(Aim of the task): Among the records below, determine how many lines have the word "call" in them; output only the number.

(Stored items)
/---
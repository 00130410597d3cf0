use std::any::Any;
use std::fmt;
use std::sync::Arc;

/// A type-erased, shared state value.
///
/// Renderers read the same allocation the handlers wrote; cloning a
/// `StateValue` only bumps a reference count.
#[derive(Clone)]
pub struct StateValue {
    inner: Arc<dyn Any + Send + Sync>,
    type_name: &'static str,
}

impl StateValue {
    pub fn new<T: Any + Send + Sync>(value: T) -> Self {
        Self {
            inner: Arc::new(value),
            type_name: std::any::type_name::<T>(),
        }
    }

    /// Borrow the value as `T`, or `None` if it holds another type.
    pub fn downcast_ref<T: Any>(&self) -> Option<&T> {
        self.inner.downcast_ref::<T>()
    }

    /// Clone the value out as `T`.
    pub fn downcast_cloned<T: Any + Clone>(&self) -> Option<T> {
        self.downcast_ref::<T>().cloned()
    }
}

impl fmt::Debug for StateValue {
    fn fmt(&self, f: &mut fmt::Formatter<'_>) -> fmt::Result {
        f.debug_struct("StateValue")
            .field("type", &self.type_name)
            .finish()
    }
}

/// Handle returned by `subscribe`, used to unsubscribe.
#[derive(Debug, Clone, Copy, PartialEq, Eq, Hash)]
pub struct SubscriptionId(pub(crate) u64);

#[cfg(test)]
mod tests {
    use super::*;

    #[derive(Debug, Clone, PartialEq)]
    struct Banner(Option<String>);

    #[test]
    fn downcast_to_stored_type() {
        let v = StateValue::new(Banner(Some("Failed to fetch comments".into())));
        assert_eq!(
            v.downcast_ref::<Banner>(),
            Some(&Banner(Some("Failed to fetch comments".into())))
        );
        assert!(v.downcast_ref::<String>().is_none());
    }

    #[test]
    fn downcast_cloned_detaches_from_store() {
        let v = StateValue::new(vec![1u32, 2, 3]);
        let mut copy = v.downcast_cloned::<Vec<u32>>().unwrap();
        copy.push(4);
        assert_eq!(v.downcast_ref::<Vec<u32>>().unwrap().len(), 3);
    }

    #[test]
    fn clones_share_allocation() {
        let v1 = StateValue::new(vec![0u8; 4096]);
        let v2 = v1.clone();
        let p1 = v1.downcast_ref::<Vec<u8>>().unwrap().as_ptr();
        let p2 = v2.downcast_ref::<Vec<u8>>().unwrap().as_ptr();
        assert_eq!(p1, p2);
    }

    #[test]
    fn debug_shows_type_name() {
        let v = StateValue::new(Banner(None));
        assert!(format!("{:?}", v).contains("Banner"));
    }

    fn _assert_send_sync() {
        fn assert_send_sync<T: Send + Sync>() {}
        assert_send_sync::<StateValue>();
    }
}
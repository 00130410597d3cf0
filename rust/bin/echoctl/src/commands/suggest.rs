//! `echoctl suggest`: fetch reply suggestions for one item.

use std::path::Path;
use std::sync::Arc;

use anyhow::{Result, anyhow};
use echo_client::{InboxApi, SuggestTarget, SuggestionSet};
use echo_inbox::{CopyTarget, InteractionKind, ItemKey, ReplySlot};

use crate::commands::{build_client, build_feed};
use crate::config::ClientConfig;

pub struct SuggestArgs<'a> {
    pub kind: InteractionKind,
    pub id: &'a str,
    pub post_id: Option<&'a str>,
    pub copy: Option<ReplySlot>,
    pub output_json: bool,
}

pub async fn run(args: SuggestArgs<'_>, config_path: &Path) -> Result<()> {
    let config = ClientConfig::load(config_path)?;
    let client = build_client(&config);
    let feed = build_feed(&config, client.clone());
    let key = ItemKey::new(args.kind, args.id);

    let set: Arc<SuggestionSet> = match (args.kind, args.post_id) {
        (InteractionKind::Message, Some(_)) => {
            anyhow::bail!("--post-id only applies to comments.");
        }
        (InteractionKind::Comment, Some(post_id)) => {
            let target = SuggestTarget::Comment {
                comment_id: args.id.to_string(),
                post_id: Some(post_id.to_string()),
            };
            let set = client
                .suggest_reply(&target)
                .await
                .map_err(|e| anyhow!("{}", e.detail().map(str::to_string).unwrap_or_else(|| e.to_string())))?;
            Arc::new(set)
        }
        (kind, None) => {
            // Comments are loaded first so the request carries their post id.
            if kind == InteractionKind::Comment {
                feed.refresh_comments().await;
            }
            feed.toggle_suggestions(key.clone()).await;
            feed.suggestions(&key).ok_or_else(|| {
                anyhow!(feed.error().unwrap_or_else(|| "No suggestions returned.".to_string()))
            })?
        }
    };

    if args.output_json {
        println!("{}", serde_json::to_string_pretty(&*set)?);
    } else {
        print!("{}", render(&set));
    }

    if let Some(slot) = args.copy {
        let text = slot_text(&set, slot)
            .ok_or_else(|| anyhow!("No reply in slot {}.", slot))?
            .to_string();
        let marker = CopyTarget::new(key, slot);
        feed.copy(text, marker.clone()).await;
        if !feed.is_copied(&marker) {
            anyhow::bail!("Could not write to the clipboard.");
        }
        eprintln!("Copied reply {} to the clipboard.", slot);
    }
    Ok(())
}

fn slot_text(set: &SuggestionSet, slot: ReplySlot) -> Option<&str> {
    match slot {
        ReplySlot::Main => Some(&set.primary.text),
        ReplySlot::Alternative(i) => set.alternatives.get(i).map(|a| a.text.as_str()),
    }
}

fn render(set: &SuggestionSet) -> String {
    let mut out = format!("[main] ({}) {}\n", set.primary.tone, set.primary.text);
    if set.primary.includes_cta == Some(true) {
        out.push_str("       includes a call to action\n");
    }
    for (i, alt) in set.alternatives.iter().enumerate() {
        out.push_str(&format!("[{}] ({}) {}\n", i, alt.tone, alt.text));
    }
    out
}

#[cfg(test)]
mod tests {
    use super::*;
    use echo_client::{AlternativeReply, SuggestedReply};

    fn set() -> SuggestionSet {
        SuggestionSet {
            primary: SuggestedReply {
                text: "Thanks for watching!".into(),
                tone: "friendly".into(),
                analysis: None,
                includes_cta: Some(true),
            },
            alternatives: vec![AlternativeReply { text: "Glad you liked it".into(), tone: "casual".into() }],
        }
    }

    #[test]
    fn test_render() {
        assert_eq!(
            render(&set()),
            "[main] (friendly) Thanks for watching!\n       includes a call to action\n[0] (casual) Glad you liked it\n"
        );
    }

    #[test]
    fn test_slot_text() {
        let set = set();
        assert_eq!(slot_text(&set, ReplySlot::Main), Some("Thanks for watching!"));
        assert_eq!(slot_text(&set, ReplySlot::Alternative(0)), Some("Glad you liked it"));
        assert_eq!(slot_text(&set, ReplySlot::Alternative(1)), None);
    }
}
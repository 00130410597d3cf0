//! `InteractionFeed`: the typed front door over the Flux store and router.
//!
//! Every mutation goes through a request so that a UI driving the same
//! `Flux` sees identical state; the accessors read back from the store or
//! the session.

use std::sync::Arc;

use echo_client::{InboxApi, SuggestionSet};
use echo_flux::Flux;

use crate::clipboard::Clipboard;
use crate::config::{FeedConfig, Streams};
use crate::handlers::{InboxContext, register_handlers};
use crate::item::{InteractionItem, merge_and_sort};
use crate::key::{CopyTarget, ItemKey, ReplySlot};
use crate::request::*;
use crate::state::*;

pub struct InteractionFeed {
    flux: Flux,
    ctx: Arc<InboxContext>,
}

impl InteractionFeed {
    pub fn new(api: Arc<dyn InboxApi>, clipboard: Arc<dyn Clipboard>, config: FeedConfig) -> Self {
        let flux = Flux::new();
        let ctx = Arc::new(InboxContext::new(api, clipboard, config));
        register_handlers(&flux, Arc::clone(&ctx));
        Self { flux, ctx }
    }

    pub fn flux(&self) -> &Flux {
        &self.flux
    }

    pub fn config(&self) -> &FeedConfig {
        &self.ctx.config
    }

    // ── Requests ──

    /// Load the configured streams.
    pub async fn initialize(&self) {
        self.flux.emit(InitializeReq::PATH, InitializeReq).await;
    }

    /// Re-fetch the configured streams. Panels, cached suggestions and
    /// edits are kept.
    pub async fn refresh_all(&self) {
        self.refresh(self.ctx.config.streams).await;
    }

    pub async fn refresh_comments(&self) {
        self.refresh(Streams::Comments).await;
    }

    pub async fn refresh_messages(&self) {
        self.refresh(Streams::Messages).await;
    }

    async fn refresh(&self, streams: Streams) {
        self.flux.emit(RefreshReq::PATH, RefreshReq { streams }).await;
    }

    /// Expand or collapse `key`'s panel. The first expansion fetches
    /// suggestions and completes once they arrive.
    pub async fn toggle_suggestions(&self, key: ItemKey) {
        self.flux
            .emit(ToggleSuggestionsReq::PATH, ToggleSuggestionsReq { key })
            .await;
    }

    pub async fn edit_reply(&self, key: ItemKey, slot: ReplySlot, text: impl Into<String>) {
        let req = EditReplyReq {
            key,
            slot,
            text: text.into(),
        };
        self.flux.emit(EditReplyReq::PATH, req).await;
    }

    pub async fn copy(&self, text: impl Into<String>, marker: CopyTarget) {
        let req = CopyReq {
            text: text.into(),
            marker,
        };
        self.flux.emit(CopyReq::PATH, req).await;
    }

    /// Copy the displayed text of one reply. Returns false when `key` has
    /// no cached suggestions or no such slot.
    pub async fn copy_reply(&self, key: &ItemKey, slot: ReplySlot) -> bool {
        let Some(text) = self.reply_text(key, slot) else {
            return false;
        };
        self.copy(text, CopyTarget::new(key.clone(), slot)).await;
        true
    }

    // ── Reads ──

    /// Both streams merged newest first, recomputed on every call.
    pub fn items(&self) -> Vec<InteractionItem> {
        let comments = self.comments_state();
        let messages = self.messages_state();
        merge_and_sort(&comments.items, &messages.items)
    }

    pub fn comments_loading(&self) -> bool {
        self.comments_state().loading
    }

    pub fn messages_loading(&self) -> bool {
        self.messages_state().loading
    }

    pub fn is_sample_data(&self) -> bool {
        self.comments_state().sample_data
    }

    pub fn error(&self) -> Option<String> {
        self.flux
            .get_as::<ErrorBanner>(ErrorBanner::PATH)
            .and_then(|banner| banner.0)
    }

    pub fn last_copied(&self) -> Option<CopyTarget> {
        self.flux
            .get_as::<CopiedState>(CopiedState::PATH)
            .and_then(|copied| copied.marker)
    }

    pub fn is_copied(&self, marker: &CopyTarget) -> bool {
        self.last_copied().as_ref() == Some(marker)
    }

    pub fn is_expanded(&self, key: &ItemKey) -> bool {
        self.ctx.session.lock().unwrap().is_expanded(key)
    }

    pub fn is_loading(&self, key: &ItemKey) -> bool {
        self.ctx.session.lock().unwrap().is_loading(key)
    }

    pub fn suggestions(&self, key: &ItemKey) -> Option<Arc<SuggestionSet>> {
        self.ctx.session.lock().unwrap().suggestions(key)
    }

    /// The edit for a slot if any, else `original`.
    pub fn display_text(&self, key: &ItemKey, slot: ReplySlot, original: &str) -> String {
        self.ctx
            .session
            .lock()
            .unwrap()
            .display_text(key, slot, original)
            .to_string()
    }

    pub fn reply_text(&self, key: &ItemKey, slot: ReplySlot) -> Option<String> {
        self.ctx.session.lock().unwrap().reply_text(key, slot)
    }

    /// The last published view of `key`'s panel.
    pub fn panel(&self, key: &ItemKey) -> Option<PanelView> {
        self.flux.get_as(&PanelView::path(key))
    }

    fn comments_state(&self) -> CommentsState {
        self.flux
            .get_as(CommentsState::PATH)
            .unwrap_or_default()
    }

    fn messages_state(&self) -> MessagesState {
        self.flux
            .get_as(MessagesState::PATH)
            .unwrap_or_default()
    }
}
\---
(Result of this task): 3